Transcribe each record below word for word.

Records drawn from a dataset
/---
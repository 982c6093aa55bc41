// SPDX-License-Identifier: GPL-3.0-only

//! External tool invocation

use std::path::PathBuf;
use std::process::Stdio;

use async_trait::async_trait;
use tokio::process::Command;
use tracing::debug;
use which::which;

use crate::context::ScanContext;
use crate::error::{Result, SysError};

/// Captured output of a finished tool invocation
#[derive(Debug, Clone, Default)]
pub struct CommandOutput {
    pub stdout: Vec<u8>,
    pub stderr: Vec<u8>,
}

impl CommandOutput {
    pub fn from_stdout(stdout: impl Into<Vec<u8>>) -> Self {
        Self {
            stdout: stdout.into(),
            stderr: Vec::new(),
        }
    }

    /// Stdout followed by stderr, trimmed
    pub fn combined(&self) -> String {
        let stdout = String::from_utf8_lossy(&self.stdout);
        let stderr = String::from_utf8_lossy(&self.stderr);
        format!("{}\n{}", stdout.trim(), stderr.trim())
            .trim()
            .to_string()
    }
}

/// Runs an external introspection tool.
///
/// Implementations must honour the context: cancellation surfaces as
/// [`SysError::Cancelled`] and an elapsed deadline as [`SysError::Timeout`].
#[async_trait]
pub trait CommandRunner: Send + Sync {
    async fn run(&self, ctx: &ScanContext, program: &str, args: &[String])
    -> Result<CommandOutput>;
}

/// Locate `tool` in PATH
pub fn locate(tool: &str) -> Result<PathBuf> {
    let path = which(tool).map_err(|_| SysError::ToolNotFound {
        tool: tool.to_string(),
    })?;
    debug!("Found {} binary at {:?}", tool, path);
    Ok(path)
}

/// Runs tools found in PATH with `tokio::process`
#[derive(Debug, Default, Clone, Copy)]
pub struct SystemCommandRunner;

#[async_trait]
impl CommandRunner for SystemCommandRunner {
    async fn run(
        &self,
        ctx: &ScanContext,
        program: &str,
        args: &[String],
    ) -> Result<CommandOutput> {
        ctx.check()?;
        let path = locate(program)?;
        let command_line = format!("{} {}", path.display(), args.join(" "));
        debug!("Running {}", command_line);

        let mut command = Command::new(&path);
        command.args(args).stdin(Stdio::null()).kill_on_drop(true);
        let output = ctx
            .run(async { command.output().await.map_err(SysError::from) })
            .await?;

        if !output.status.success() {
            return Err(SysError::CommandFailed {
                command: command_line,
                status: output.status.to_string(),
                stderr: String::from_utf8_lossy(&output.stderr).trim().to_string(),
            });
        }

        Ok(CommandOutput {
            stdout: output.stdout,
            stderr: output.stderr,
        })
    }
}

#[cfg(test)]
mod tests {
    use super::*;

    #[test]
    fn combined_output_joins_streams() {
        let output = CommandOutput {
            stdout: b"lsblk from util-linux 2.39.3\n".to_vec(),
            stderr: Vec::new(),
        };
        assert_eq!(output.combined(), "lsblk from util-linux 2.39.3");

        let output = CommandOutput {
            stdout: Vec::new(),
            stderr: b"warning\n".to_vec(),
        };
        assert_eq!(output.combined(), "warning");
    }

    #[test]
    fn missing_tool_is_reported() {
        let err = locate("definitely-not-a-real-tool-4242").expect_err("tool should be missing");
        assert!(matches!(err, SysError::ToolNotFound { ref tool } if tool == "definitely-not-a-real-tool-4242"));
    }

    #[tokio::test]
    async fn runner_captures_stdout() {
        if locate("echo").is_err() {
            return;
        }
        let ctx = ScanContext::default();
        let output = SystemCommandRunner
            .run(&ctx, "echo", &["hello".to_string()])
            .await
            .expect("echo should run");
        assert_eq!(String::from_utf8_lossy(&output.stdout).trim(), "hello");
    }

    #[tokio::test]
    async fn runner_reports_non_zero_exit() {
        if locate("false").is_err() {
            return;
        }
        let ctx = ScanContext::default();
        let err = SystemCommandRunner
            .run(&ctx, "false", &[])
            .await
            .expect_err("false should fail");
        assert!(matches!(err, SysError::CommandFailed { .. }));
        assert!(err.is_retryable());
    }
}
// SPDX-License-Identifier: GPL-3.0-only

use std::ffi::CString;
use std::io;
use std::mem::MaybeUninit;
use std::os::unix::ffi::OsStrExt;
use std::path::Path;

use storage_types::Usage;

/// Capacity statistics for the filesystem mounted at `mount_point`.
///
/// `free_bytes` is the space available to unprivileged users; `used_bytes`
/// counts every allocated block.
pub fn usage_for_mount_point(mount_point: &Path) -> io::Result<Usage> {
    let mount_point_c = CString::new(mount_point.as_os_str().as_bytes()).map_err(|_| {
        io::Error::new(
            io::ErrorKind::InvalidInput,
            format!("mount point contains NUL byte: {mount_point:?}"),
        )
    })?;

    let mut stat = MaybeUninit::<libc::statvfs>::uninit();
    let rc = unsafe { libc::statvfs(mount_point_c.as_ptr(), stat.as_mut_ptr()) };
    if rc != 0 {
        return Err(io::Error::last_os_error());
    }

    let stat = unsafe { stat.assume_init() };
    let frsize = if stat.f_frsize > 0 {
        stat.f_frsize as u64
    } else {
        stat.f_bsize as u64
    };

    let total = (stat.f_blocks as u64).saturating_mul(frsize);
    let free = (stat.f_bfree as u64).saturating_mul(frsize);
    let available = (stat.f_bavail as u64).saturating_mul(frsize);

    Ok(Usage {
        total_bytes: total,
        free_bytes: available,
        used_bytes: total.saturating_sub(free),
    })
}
\---
## OUTPUT FOR THIS EXERCISE
repository 982c6093aa55bc41
// SPDX-License-Identifier: GPL-3.0-only

//! External tool invocation

use std::path::PathBuf;
use std::process::Stdio;

use async_trait::async_trait;
use tokio::process::Command;
use tracing::debug;
use which::which;

use crate::context::ScanContext;
use crate::error::{Result, SysError};

/// Captured output of a finished tool invocation
#[derive(Debug, Clone, Default)]
pub struct CommandOutput {
    pub stdout: Vec<u8>,
    pub stderr: Vec<u8>,
}

impl CommandOutput {
    pub fn from_stdout(stdout: impl Into<Vec<u8>>) -> Self {
        Self {
            stdout: stdout.into(),
            stderr: Vec::new(),
        }
    }

    /// Stdout followed by stderr, trimmed
    pub fn combined(&self) -> String {
        let stdout = String::from_utf8_lossy(&self.stdout);
        let stderr = String::from_utf8_lossy(&self.stderr);
        format!("{}\n{}", stdout.trim(), stderr.trim())
            .trim()
            .to_string()
    }
}

/// Runs an external introspection tool.
///
/// Implementations must honour the context: cancellation surfaces as
/// [`SysError::Cancelled`] and an elapsed deadline as [`SysError::Timeout`].
#[async_trait]
pub trait CommandRunner: Send + Sync {
    async fn run(&self, ctx: &ScanContext, program: &str, args: &[String])
    -> Result<CommandOutput>;
}

/// Locate `tool` in PATH
pub fn locate(tool: &str) -> Result<PathBuf> {
    let path = which(tool).map_err(|_| SysError::ToolNotFound {
        tool: tool.to_string(),
    })?;
    debug!("Found {} binary at {:?}", tool, path);
    Ok(path)
}

/// Runs tools found in PATH with `tokio::process`
#[derive(Debug, Default, Clone, Copy)]
pub struct SystemCommandRunner;

#[async_trait]
impl CommandRunner for SystemCommandRunner {
    async fn run(
        &self,
        ctx: &ScanContext,
        program: &str,
        args: &[String],
    ) -> Result<CommandOutput> {
        ctx.check()?;
        let path = locate(program)?;
        let command_line = format!("{} {}", path.display(), args.join(" "));
        debug!("Running {}", command_line);

        let mut command = Command::new(&path);
        command.args(args).stdin(Stdio::null()).kill_on_drop(true);
        let output = ctx
            .run(async { command.output().await.map_err(SysError::from) })
            .await?;

        if !output.status.success() {
            return Err(SysError::CommandFailed {
                command: command_line,
                status: output.status.to_string(),
                stderr: String::from_utf8_lossy(&output.stderr).trim().to_string(),
            });
        }

        Ok(CommandOutput {
            stdout: output.stdout,
            stderr: output.stderr,
        })
    }
}

#[cfg(test)]
mod tests {
    use super::*;

    #[test]
    fn combined_output_joins_streams() {
        let output = CommandOutput {
            stdout: b"lsblk from util-linux 2.39.3\n".to_vec(),
            stderr: Vec::new(),
        };
        assert_eq!(output.combined(), "lsblk from util-linux 2.39.3");

        let output = CommandOutput {
            stdout: Vec::new(),
            stderr: b"warning\n".to_vec(),
        };
        assert_eq!(output.combined(), "warning");
    }

    #[test]
    fn missing_tool_is_reported() {
        let err = locate("definitely-not-a-real-tool-4242").expect_err("tool should be missing");
        assert!(matches!(err, SysError::ToolNotFound { ref tool } if tool == "definitely-not-a-real-tool-4242"));
    }

    #[tokio::test]
    async fn runner_captures_stdout() {
        if locate("echo").is_err() {
            return;
        }
        let ctx = ScanContext::default();
        let output = SystemCommandRunner
            .run(&ctx, "echo", &["hello".to_string()])
            .await
            .expect("echo should run");
        assert_eq!(String::from_utf8_lossy(&output.stdout).trim(), "hello");
    }

    #[tokio::test]
    async fn runner_reports_non_zero_exit() {
        if locate("false").is_err() {
            return;
        }
        let ctx = ScanContext::default();
        let err = SystemCommandRunner
            .run(&ctx, "false", &[])
            .await
            .expect_err("false should fail");
        assert!(matches!(err, SysError::CommandFailed { .. }));
        assert!(err.is_retryable());
    }
}
// SPDX-License-Identifier: GPL-3.0-only

use std::ffi::CString;
use std::io;
use std::mem::MaybeUninit;
use std::os::unix::ffi::OsStrExt;
use std::path::Path;

use storage_types::Usage;

/// Capacity statistics for the filesystem mounted at `mount_point`.
///
/// `free_bytes` is the space available to unprivileged users; `used_bytes`
/// counts every allocated block.
pub fn usage_for_mount_point(mount_point: &Path) -> io::Result<Usage> {
    let mount_point_c = CString::new(mount_point.as_os_str().as_bytes()).map_err(|_| {
        io::Error::new(
            io::ErrorKind::InvalidInput,
            format!("mount point contains NUL byte: {mount_point:?}"),
        )
    })?;

    let mut stat = MaybeUninit::<libc::statvfs>::uninit();
    let rc = unsafe { libc::statvfs(mount_point_c.as_ptr(), stat.as_mut_ptr()) };
    if rc != 0 {
        return Err(io::Error::last_os_error());
    }

    let stat = unsafe { stat.assume_init() };
    let frsize = if stat.f_frsize > 0 {
        stat.f_frsize as u64
    } else {
        stat.f_bsize as u64
    };

    let total = (stat.f_blocks as u64).saturating_mul(frsize);
    let free = (stat.f_bfree as u64).saturating_mul(frsize);
    let available = (stat.f_bavail as u64).saturating_mul(frsize);

    Ok(Usage {
        total_bytes: total,
        free_bytes: available,
        used_bytes: total.saturating_sub(free),
    })
}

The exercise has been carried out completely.